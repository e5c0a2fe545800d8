//! Error types and result handling for user synchronization.
//!
//! `CoreError` covers the storage layer. `SyncError` is the taxonomy the
//! webhook handler works with: every step of request processing returns it,
//! and it carries a stable code so failures can be told apart in logs and
//! responses.

use thiserror::Error;

/// Result type alias using `CoreError`.
pub type Result<T> = std::result::Result<T, CoreError>;

/// Storage-level error type.
#[derive(Debug, Clone, Error)]
pub enum CoreError {
    /// Database operation failed.
    #[error("Database error: {0}")]
    Database(String),

    /// Entity not found.
    #[error("Not found: {0}")]
    NotFound(String),

    /// Constraint violation.
    #[error("Constraint violation: {0}")]
    ConstraintViolation(String),
}

impl From<sqlx::Error> for CoreError {
    fn from(err: sqlx::Error) -> Self {
        match err {
            sqlx::Error::RowNotFound => Self::NotFound("requested user not found".to_string()),
            sqlx::Error::Database(db_err) if db_err.is_unique_violation() => {
                Self::ConstraintViolation(format!("unique constraint violation: {db_err}"))
            },
            sqlx::Error::Database(db_err) if db_err.is_check_violation() => {
                Self::ConstraintViolation(format!("check constraint violation: {db_err}"))
            },
            _ => Self::Database(err.to_string()),
        }
    }
}

/// Broad category of a [`SyncError`].
#[derive(Debug, Clone, Copy, PartialEq, Eq)]
pub enum ErrorKind {
    /// Deployment defect: the webhook secret is absent or unusable.
    Configuration,
    /// The request could not be proven to come from the identity provider.
    Authentication,
    /// The payload was not a well-formed lifecycle event.
    Decode,
    /// The user store rejected or could not perform the write.
    Storage,
}

/// Failures raised while receiving and applying a webhook event.
#[derive(Debug, Error)]
pub enum SyncError {
    /// No webhook secret configured (E1001).
    #[error("[E1001] Webhook secret is not configured")]
    MissingSecret,

    /// Webhook secret present but not decodable (E1002).
    #[error("[E1002] Webhook secret is invalid: {reason}")]
    InvalidSecret {
        /// Why the secret was rejected
        reason: String,
    },

    /// Signature headers missing, stale or not matching (E2001).
    #[error("[E2001] Webhook verification failed: {reason}")]
    Authentication {
        /// Verification failure detail
        reason: String,
    },

    /// Payload is not a recognizable event envelope (E3001).
    #[error("[E3001] Invalid event payload: {reason}")]
    Decode {
        /// Decoding failure detail
        reason: String,
    },

    /// Payload exceeds the configured size limit (E3002).
    #[error("[E3002] Payload too large: {size_bytes} bytes exceeds limit of {limit} bytes")]
    PayloadTooLarge {
        /// Size of the received body in bytes
        size_bytes: usize,
        /// Configured limit in bytes
        limit: usize,
    },

    /// Store write failed (E4001).
    #[error("[E4001] Storage failure: {0}")]
    Storage(#[from] CoreError),
}

impl SyncError {
    /// Returns the stable error code.
    pub const fn code(&self) -> &'static str {
        match self {
            Self::MissingSecret => "E1001",
            Self::InvalidSecret { .. } => "E1002",
            Self::Authentication { .. } => "E2001",
            Self::Decode { .. } => "E3001",
            Self::PayloadTooLarge { .. } => "E3002",
            Self::Storage(_) => "E4001",
        }
    }

    /// Returns the error category.
    pub const fn kind(&self) -> ErrorKind {
        match self {
            Self::MissingSecret | Self::InvalidSecret { .. } => ErrorKind::Configuration,
            Self::Authentication { .. } => ErrorKind::Authentication,
            Self::Decode { .. } | Self::PayloadTooLarge { .. } => ErrorKind::Decode,
            Self::Storage(_) => ErrorKind::Storage,
        }
    }
}

impl From<serde_json::Error> for SyncError {
    fn from(err: serde_json::Error) -> Self {
        Self::Decode { reason: err.to_string() }
    }
}
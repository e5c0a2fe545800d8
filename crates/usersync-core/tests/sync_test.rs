//! Integration tests for applying lifecycle events to the user store.
//!
//! Drives `apply_event` with decoded payloads against the in-memory store
//! and checks the record-level guarantees: idempotent creates, full
//! replacement on update and total deletes.

use usersync_core::{
    apply_event, storage::memory::InMemoryUserStore, SyncOutcome, UserEvent, UserId, UserRecord,
    UserStore,
};

const CREATED_U1: &[u8] = br#"{"type":"user.created","data":{"id":"u1","email_addresses":[{"email_address":"a@x.com"}],"first_name":"A","last_name":"B","image_url":"http://img"}}"#;
const DELETED_U1: &[u8] = br#"{"type":"user.deleted","data":{"id":"u1"}}"#;

fn expected_u1() -> UserRecord {
    UserRecord {
        id: UserId::from("u1"),
        email: Some("a@x.com".to_string()),
        name: "A B".to_string(),
        image: Some("http://img".to_string()),
    }
}

async fn apply(store: &InMemoryUserStore, body: &[u8]) -> SyncOutcome {
    let event = UserEvent::from_slice(body).expect("decode event");
    apply_event(store, event).await.expect("apply event")
}

#[tokio::test]
async fn created_event_stores_derived_fields() {
    let store = InMemoryUserStore::new();

    let outcome = apply(&store, CREATED_U1).await;

    assert_eq!(outcome, SyncOutcome::Created { id: UserId::from("u1") });
    assert_eq!(store.len().await, 1);
    assert_eq!(store.get(&UserId::from("u1")).await, Some(expected_u1()));
}

#[tokio::test]
async fn redelivered_create_keeps_single_identical_record() {
    let store = InMemoryUserStore::new();

    apply(&store, CREATED_U1).await;
    apply(&store, CREATED_U1).await;

    assert_eq!(store.len().await, 1);
    assert_eq!(store.get(&UserId::from("u1")).await, Some(expected_u1()));
}

#[tokio::test]
async fn update_replaces_every_field() {
    let store = InMemoryUserStore::new();
    apply(&store, CREATED_U1).await;

    let update = br#"{"type":"user.updated","data":{"id":"u1","email_addresses":[],"first_name":"Ann"}}"#;
    apply(&store, update).await;

    let stored = store.get(&UserId::from("u1")).await.expect("record present");
    assert_eq!(
        stored,
        UserRecord { id: UserId::from("u1"), email: None, name: "Ann".to_string(), image: None }
    );
}

#[tokio::test]
async fn update_for_unknown_user_creates_it() {
    let store = InMemoryUserStore::new();

    let update = br#"{"type":"user.updated","data":{"id":"late","first_name":"Late","last_name":"Arrival"}}"#;
    let outcome = apply(&store, update).await;

    assert_eq!(outcome, SyncOutcome::Updated { id: UserId::from("late") });
    let stored = store.find_by_id(UserId::from("late")).await.unwrap().expect("created");
    assert_eq!(stored.name, "Late Arrival");
}

#[tokio::test]
async fn delete_removes_and_redelivery_is_harmless() {
    let store = InMemoryUserStore::new();
    apply(&store, CREATED_U1).await;

    let first = apply(&store, DELETED_U1).await;
    let second = apply(&store, DELETED_U1).await;

    assert_eq!(first, SyncOutcome::Deleted { id: UserId::from("u1"), existed: true });
    assert_eq!(second, SyncOutcome::Deleted { id: UserId::from("u1"), existed: false });
    assert!(store.get(&UserId::from("u1")).await.is_none());
}

#[tokio::test]
async fn each_known_event_is_one_mutation() {
    let store = InMemoryUserStore::new();

    apply(&store, CREATED_U1).await;
    apply(&store, br#"{"type":"user.updated","data":{"id":"u1"}}"#).await;
    apply(&store, DELETED_U1).await;
    apply(&store, br#"{"type":"session.ended","data":{"id":"sess_1"}}"#).await;

    assert_eq!(store.mutation_count(), 3);
}
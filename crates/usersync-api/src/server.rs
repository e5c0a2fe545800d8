//! HTTP server configuration and request routing.
//!
//! Requests flow through middleware in order:
//! 1. Request ID generation
//! 2. Request/response tracing
//! 3. Timeout enforcement
//! 4. Handler execution
//!
//! The server stops accepting connections on SIGTERM or Ctrl+C and lets
//! in-flight requests finish.

use std::{net::SocketAddr, sync::Arc, time::Duration};

use axum::{
    extract::Request,
    http::StatusCode,
    middleware::{self, Next},
    response::Response,
    routing::{get, post},
    Router,
};
use tower_http::{timeout::TimeoutLayer, trace::TraceLayer};
use tracing::{info, warn};
use usersync_core::{Clock, RealClock, UserStore};
use uuid::Uuid;

use crate::{config::WebhookSettings, handlers};

/// Path the identity provider posts webhooks to.
pub const WEBHOOK_PATH: &str = "/api/clerk";

const DEFAULT_REQUEST_TIMEOUT: Duration = Duration::from_secs(30);

/// Shared state handed to every handler.
///
/// Everything a request needs is injected here at construction; handlers
/// never read process-wide configuration.
#[derive(Clone)]
pub struct AppState {
    /// User record store.
    pub store: Arc<dyn UserStore>,
    /// Webhook secret and limits.
    pub webhook: Arc<WebhookSettings>,
    /// Time source for signature freshness and health timestamps.
    pub clock: Arc<dyn Clock>,
    /// Per-request timeout enforced by the router.
    pub request_timeout: Duration,
}

impl AppState {
    /// Creates state backed by the system clock.
    pub fn new(store: Arc<dyn UserStore>, webhook: WebhookSettings) -> Self {
        Self {
            store,
            webhook: Arc::new(webhook),
            clock: Arc::new(RealClock::new()),
            request_timeout: DEFAULT_REQUEST_TIMEOUT,
        }
    }

    /// Replaces the clock.
    #[must_use]
    pub fn with_clock(mut self, clock: Arc<dyn Clock>) -> Self {
        self.clock = clock;
        self
    }

    /// Replaces the request timeout.
    #[must_use]
    pub fn with_request_timeout(mut self, timeout: Duration) -> Self {
        self.request_timeout = timeout;
        self
    }
}

/// Creates the Axum router with all routes and middleware.
///
/// # Example
///
/// ```no_run
/// use std::sync::Arc;
///
/// use usersync_api::{create_router, AppState, WebhookSettings};
/// use usersync_core::storage::memory::InMemoryUserStore;
///
/// let state = AppState::new(
///     Arc::new(InMemoryUserStore::new()),
///     WebhookSettings::new(Some("whsec_c2VjcmV0".to_string())),
/// );
/// let app = create_router(state);
/// ```
pub fn create_router(state: AppState) -> Router {
    let health_routes = Router::new()
        .route("/health", get(handlers::health_check))
        .route("/ready", get(handlers::readiness_check))
        .route("/live", get(handlers::liveness_check));

    let webhook_routes = Router::new().route(WEBHOOK_PATH, post(handlers::receive_user_event));

    Router::new()
        .merge(health_routes)
        .merge(webhook_routes)
        .layer(TimeoutLayer::with_status_code(
            StatusCode::REQUEST_TIMEOUT,
            state.request_timeout,
        ))
        .layer(TraceLayer::new_for_http())
        .layer(middleware::from_fn(inject_request_id))
        .with_state(state)
}

/// Adds an `X-Request-Id` header to every response.
async fn inject_request_id(mut req: Request, next: Next) -> Response {
    let request_id = Uuid::new_v4().to_string();
    req.extensions_mut().insert(request_id.clone());

    let mut response = next.run(req).await;

    if let Ok(header_value) = request_id.parse() {
        response.headers_mut().insert("X-Request-Id", header_value);
    }

    response
}

/// Starts the HTTP server with graceful shutdown support.
///
/// # Errors
///
/// Returns `std::io::Error` if the address cannot be bound or serving
/// fails.
pub async fn start_server(state: AppState, addr: SocketAddr) -> Result<(), std::io::Error> {
    let app = create_router(state);

    let listener = tokio::net::TcpListener::bind(addr).await?;
    let actual_addr = listener.local_addr()?;

    info!(addr = %actual_addr, webhook_path = WEBHOOK_PATH, "HTTP server listening");

    axum::serve(listener, app).with_graceful_shutdown(shutdown_signal()).await?;

    info!("HTTP server stopped gracefully");
    Ok(())
}

/// Waits for shutdown signal (CTRL+C or SIGTERM).
async fn shutdown_signal() {
    let ctrl_c = async {
        if let Err(e) = tokio::signal::ctrl_c().await {
            tracing::error!("Failed to install Ctrl+C handler: {}", e);
        }
    };

    #[cfg(unix)]
    let terminate = async {
        match tokio::signal::unix::signal(tokio::signal::unix::SignalKind::terminate()) {
            Ok(mut signal) => {
                signal.recv().await;
            },
            Err(e) => {
                tracing::error!("Failed to install SIGTERM handler: {}", e);
            },
        }
    };

    #[cfg(not(unix))]
    let terminate = std::future::pending::<()>();

    tokio::select! {
        () = ctrl_c => {
            info!("Received CTRL+C, starting graceful shutdown");
        },
        () = terminate => {
            info!("Received SIGTERM, starting graceful shutdown");
        },
    }

    warn!("Waiting for in-flight requests to complete");
}
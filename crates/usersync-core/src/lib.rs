//! Core domain models, event decoding and storage.
//!
//! Provides the user record model, the typed lifecycle events delivered by
//! the identity provider, the error taxonomy shared by every layer, and the
//! storage seam the webhook handler writes through.

#![forbid(unsafe_code)]
#![warn(missing_docs)]

pub mod error;
pub mod events;
pub mod models;
pub mod storage;
pub mod sync;
pub mod time;

pub use error::{CoreError, ErrorKind, Result, SyncError};
pub use events::UserEvent;
pub use models::{UserId, UserRecord};
pub use storage::UserStore;
pub use sync::{apply_event, SyncOutcome};
pub use time::{Clock, RealClock, TestClock};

● PROMPT
Filter the entries and copy each line with "install".

● FINAL ANSWER
            tracing::error!("Failed to install Ctrl+C handler: {}", e);
                tracing::error!("Failed to install SIGTERM handler: {}", e);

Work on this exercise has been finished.